Information médicale_001/Des nanoparticules tueuses de tumeurs
| rtdinfo |
NANOMéDECINE - Trois chantiers pour soigner et guérir Quels que soient les progrès très réels de la médecine, les chercheurs et les cliniciens se heurtent en définitive toujours aux mêmes obstacles : des maladies diagnostiquées trop tard, des médicaments pas assez efficaces ou efficaces mais toxiques et une incapacité à régénérer l’organe ou le tissu lésé par la blessure ou la maladie. Sur ces trois points, qu’il s’agisse de cancers, de maladies cardio-vasculaires, neurodégénératives ou immunitaires, ou encore de séquelles d’accidents, l’approche nano promet des percées décisives.
Voir in vivo
"Les agents contrastants classiques permettent de bien visualiser l’anatomie, mais sont peu performants pour l'évaluation des processus physiologiques ou moléculaires, explique Andreas Briel du centre de recherche de la société Schering en Allemagne. D’où l’intérêt des nanotechnologies qui permettent d’assembler un marqueur inerte identifiable par le dispositif d’imagerie et un ligand biologique capable de reconnaître un organe ou un type de cellule. Grâce à leur petite taille, de tels 'pisteurs' pénètrent mieux les tissus et augmentent la résolution des images." Laboratoires sur puces Le second est la généralisation des puces à ADN. Ces dispositifs in vitro permettent d’analyser en quelques heures l’expression génétique d’une cellule grâce à des oligonucléotides fixés sur un support solide, activant un signal lumineux ou électrique lorsqu’ils reconnaissent la séquence d’ADN complémentaire. Inconnues il y a encore une dizaine d’années, ces puces sont maintenant largement utilisées pour diagnostiquer les perturbations de l’expression génétique dans les cellules de très petits échantillons qu’il était impossible d’analyser par les méthodes classiques – par exemple dans le cas de biopsies exécutées sur des patients atteints de cancer gastrique. A terme, le but ultime de la nanomédecine est d’identifier la transformation tumorale dès la première cellule affectée. Un très long chemin reste à parcourir, mais l’on commence à en connaître le tracé. Les techniques permettant d’analyser rapidement les combinaisons protéiques de la surface cellulaire – pour y rechercher la signature des cellules tumorales – sont, en effet, à une phase de développement avancé. Elles utilisent des puces à protéines, qui fonctionnent sur le même principe que les puces à ADN, mais avec des anticorps reconnaissant des peptides exprimés à la surface des cellules cancéreuses en lieu et place des oligonucléotides.
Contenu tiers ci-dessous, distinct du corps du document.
use super::memory_store::{MemoryStore, StoreState};
use super::store_interface::{EnrollmentStore, StoreError};
use crate::domain::entities::{Course, Enrollment, Repository, RepositoryQuery, User};
use crate::domain::value_objects::enrollment_status::EnrollmentStatus;
use async_trait::async_trait;
use std::path::{Path, PathBuf};
use tokio::sync::{Mutex, MutexGuard};
use tracing::debug;

/// Store persisted as a YAML snapshot
///
/// Every successful write rewrites the whole file. A write is applied to a
/// scratch copy, the copy is written to a sibling temporary file and renamed
/// into place, and only then does it replace the in-memory state.
#[derive(Debug)]
pub struct FileStore {
    path: PathBuf,
    inner: MemoryStore,
    write_lock: Mutex<()>,
}

impl FileStore {
    /// Open the snapshot at `path`; a missing file yields an empty store
    pub async fn open(path: impl Into<PathBuf>) -> Result<Self, StoreError> {
        let path = path.into();
        let state = match tokio::fs::read_to_string(&path).await {
            Ok(content) if content.trim().is_empty() => StoreState::default(),
            Ok(content) => serde_yaml::from_str(&content).map_err(|e| {
                StoreError::persistence(format!("failed to parse {}: {}", path.display(), e))
            })?,
            Err(e) if e.kind() == std::io::ErrorKind::NotFound => StoreState::default(),
            Err(e) => {
                return Err(StoreError::persistence(format!(
                    "failed to read {}: {}",
                    path.display(),
                    e
                )))
            }
        };

        Ok(Self {
            path,
            inner: MemoryStore::from_state(state)?,
            write_lock: Mutex::new(()),
        })
    }

    pub fn path(&self) -> &Path {
        &self.path
    }

    pub async fn snapshot(&self) -> StoreState {
        self.inner.snapshot().await
    }

    /// Insert or replace a user and persist
    pub async fn put_user(&self, user: User) -> Result<(), StoreError> {
        let (_guard, scratch) = self.stage().await?;
        scratch.put_user(user).await;
        self.commit(scratch).await
    }

    /// Insert or replace a course and persist
    pub async fn put_course(&self, course: Course) -> Result<(), StoreError> {
        let (_guard, scratch) = self.stage().await?;
        scratch.put_course(course).await;
        self.commit(scratch).await
    }

    /// Take the write lock and a scratch copy of the current state
    async fn stage(&self) -> Result<(MutexGuard<'_, ()>, MemoryStore), StoreError> {
        let guard = self.write_lock.lock().await;
        let scratch = MemoryStore::from_state(self.inner.snapshot().await)?;
        Ok((guard, scratch))
    }

    /// Persist `scratch`, then publish it
    async fn commit(&self, scratch: MemoryStore) -> Result<(), StoreError> {
        let state = scratch.into_state();
        self.persist(&state).await?;
        self.inner.replace(state).await;
        Ok(())
    }

    async fn persist(&self, state: &StoreState) -> Result<(), StoreError> {
        let yaml = serde_yaml::to_string(state)
            .map_err(|e| StoreError::persistence(format!("failed to serialize store: {}", e)))?;

        let tmp = self.path.with_extension("yaml.tmp");
        tokio::fs::write(&tmp, yaml).await.map_err(|e| {
            StoreError::persistence(format!("failed to write {}: {}", tmp.display(), e))
        })?;
        tokio::fs::rename(&tmp, &self.path).await.map_err(|e| {
            StoreError::persistence(format!("failed to replace {}: {}", self.path.display(), e))
        })?;

        debug!(path = %self.path.display(), "store snapshot written");
        Ok(())
    }
}

#[async_trait]
impl EnrollmentStore for FileStore {
    async fn create_enrollment(
        &self,
        user_id: u64,
        course_id: u64,
    ) -> Result<Enrollment, StoreError> {
        let (_guard, scratch) = self.stage().await?;
        let enrollment = scratch.create_enrollment(user_id, course_id).await?;
        self.commit(scratch).await?;
        Ok(enrollment)
    }

    async fn get_enrollment(&self, user_id: u64, course_id: u64) -> Result<Enrollment, StoreError> {
        self.inner.get_enrollment(user_id, course_id).await
    }

    async fn get_enrollments_by_course(
        &self,
        course_id: u64,
        statuses: &[EnrollmentStatus],
    ) -> Result<Vec<Enrollment>, StoreError> {
        self.inner.get_enrollments_by_course(course_id, statuses).await
    }

    async fn set_pending(&self, user_id: u64, course_id: u64) -> Result<(), StoreError> {
        let (_guard, scratch) = self.stage().await?;
        scratch.set_pending(user_id, course_id).await?;
        self.commit(scratch).await
    }

    async fn reject_enrollment(&self, user_id: u64, course_id: u64) -> Result<(), StoreError> {
        let (_guard, scratch) = self.stage().await?;
        scratch.reject_enrollment(user_id, course_id).await?;
        self.commit(scratch).await
    }

    async fn enroll_student(&self, user_id: u64, course_id: u64) -> Result<(), StoreError> {
        let (_guard, scratch) = self.stage().await?;
        scratch.enroll_student(user_id, course_id).await?;
        self.commit(scratch).await
    }

    async fn enroll_teacher(&self, user_id: u64, course_id: u64) -> Result<(), StoreError> {
        let (_guard, scratch) = self.stage().await?;
        scratch.enroll_teacher(user_id, course_id).await?;
        self.commit(scratch).await
    }

    async fn get_repositories(
        &self,
        query: &RepositoryQuery,
    ) -> Result<Vec<Repository>, StoreError> {
        self.inner.get_repositories(query).await
    }

    async fn create_repository(&self, repository: &Repository) -> Result<(), StoreError> {
        let (_guard, scratch) = self.stage().await?;
        scratch.create_repository(repository).await?;
        self.commit(scratch).await
    }

    async fn get_course(&self, course_id: u64) -> Result<Course, StoreError> {
        self.inner.get_course(course_id).await
    }

    async fn get_courses(&self) -> Result<Vec<Course>, StoreError> {
        self.inner.get_courses().await
    }

    async fn get_courses_by_user(
        &self,
        user_id: u64,
        statuses: &[EnrollmentStatus],
    ) -> Result<Vec<Course>, StoreError> {
        self.inner.get_courses_by_user(user_id, statuses).await
    }

    async fn update_course(&self, course: &Course) -> Result<(), StoreError> {
        let (_guard, scratch) = self.stage().await?;
        scratch.update_course(course).await?;
        self.commit(scratch).await
    }

    async fn get_user(&self, user_id: u64) -> Result<User, StoreError> {
        self.inner.get_user(user_id).await
    }
}

#[cfg(test)]
mod tests {
    use super::*;
    use pretty_assertions::assert_eq;
    use tempfile::TempDir;

    #[tokio::test]
    async fn test_missing_file_opens_empty() {
        let dir = TempDir::new().unwrap();
        let store = FileStore::open(dir.path().join("state.yaml")).await.unwrap();
        assert_eq!(store.snapshot().await, StoreState::default());
    }

    #[tokio::test]
    async fn test_writes_survive_reopen() {
        let dir = TempDir::new().unwrap();
        let path = dir.path().join("state.yaml");

        {
            let store = FileStore::open(&path).await.unwrap();
            store.put_course(Course::new(7, 100, "Operating Systems")).await.unwrap();
            store.create_enrollment(42, 7).await.unwrap();
            store.enroll_student(42, 7).await.unwrap();
            store
                .create_repository(&Repository::user_repo(100, 42, 9001, "https://example.com/r"))
                .await
                .unwrap();
        }

        let reopened = FileStore::open(&path).await.unwrap();
        assert_eq!(
            reopened.get_enrollment(42, 7).await.unwrap().status,
            EnrollmentStatus::Student
        );
        assert_eq!(
            reopened
                .get_repositories(&RepositoryQuery::user_repo(100, 42))
                .await
                .unwrap()
                .len(),
            1
        );
    }

    #[tokio::test]
    async fn test_failed_write_is_not_persisted() {
        let dir = TempDir::new().unwrap();
        let path = dir.path().join("state.yaml");
        let store = FileStore::open(&path).await.unwrap();

        assert!(store.enroll_student(42, 7).await.is_err());
        assert!(!path.exists());
    }

    #[tokio::test]
    async fn test_failed_persist_leaves_memory_unchanged() {
        let dir = TempDir::new().unwrap();
        let path = dir.path().join("state.yaml");
        let store = FileStore::open(&path).await.unwrap();
        store.put_course(Course::new(7, 100, "Operating Systems")).await.unwrap();
        store.create_enrollment(42, 7).await.unwrap();

        // The rename onto a directory fails
        std::fs::remove_file(&path).unwrap();
        std::fs::create_dir(&path).unwrap();

        let err = store.enroll_student(42, 7).await.unwrap_err();
        assert!(matches!(err, StoreError::Persistence { .. }));
        assert_eq!(
            store.get_enrollment(42, 7).await.unwrap().status,
            EnrollmentStatus::Pending
        );

        let err = store.put_user(User::new(42, "alice")).await.unwrap_err();
        assert!(matches!(err, StoreError::Persistence { .. }));
        assert!(store.snapshot().await.users.is_empty());
    }

    #[tokio::test]
    async fn test_corrupt_file_is_persistence_error() {
        let dir = TempDir::new().unwrap();
        let path = dir.path().join("state.yaml");
        std::fs::write(&path, "enrollments: [not, a, list, of, records").unwrap();

        let err = FileStore::open(&path).await.unwrap_err();
        assert!(matches!(err, StoreError::Persistence { .. }));
    }
}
La course à la miniaturisation pose, en effet, de redoutables problèmes techniques. Comme l’explique Jeremy Lakey, directeur scientifique de la société britannique Orla Proteine Technologies, "dès que l’on veut faire une interface entre des systèmes biologiques et des dispositifs électroniques, il faut que ces derniers aient le même ordre de grandeur que l’ADN, les membranes ou les protéines, c’est-à-dire à des échelles inférieures à 100 nanomètres. Cela implique de maîtriser, en parallèle, des modes de nanofabrication dans le domaine électronique." Le casse-tête de la délivrance Après le diagnostic, la thérapie. Sauf cas particulier (voir encadré Des nanoparticules tueuses de tumeurs), l’approche nano n'entraînera sans doute pas l’introduction d’approches thérapeutiques réellement nouvelles. En revanche, elle promet de bouleverser un point essentiel : la délivrance des médicaments. Pour qu’une molécule – issue de synthèses chimiques classiques ou concoctée grâce aux biotechnologies de pointe – soit efficace, il ne suffit pas qu’elle soit capable d’améliorer l’état d’un organe malade. Encore faut-il qu’elle y parvienne – et ce n'est pas évident pour des molécules de taille importante, comme les protéines.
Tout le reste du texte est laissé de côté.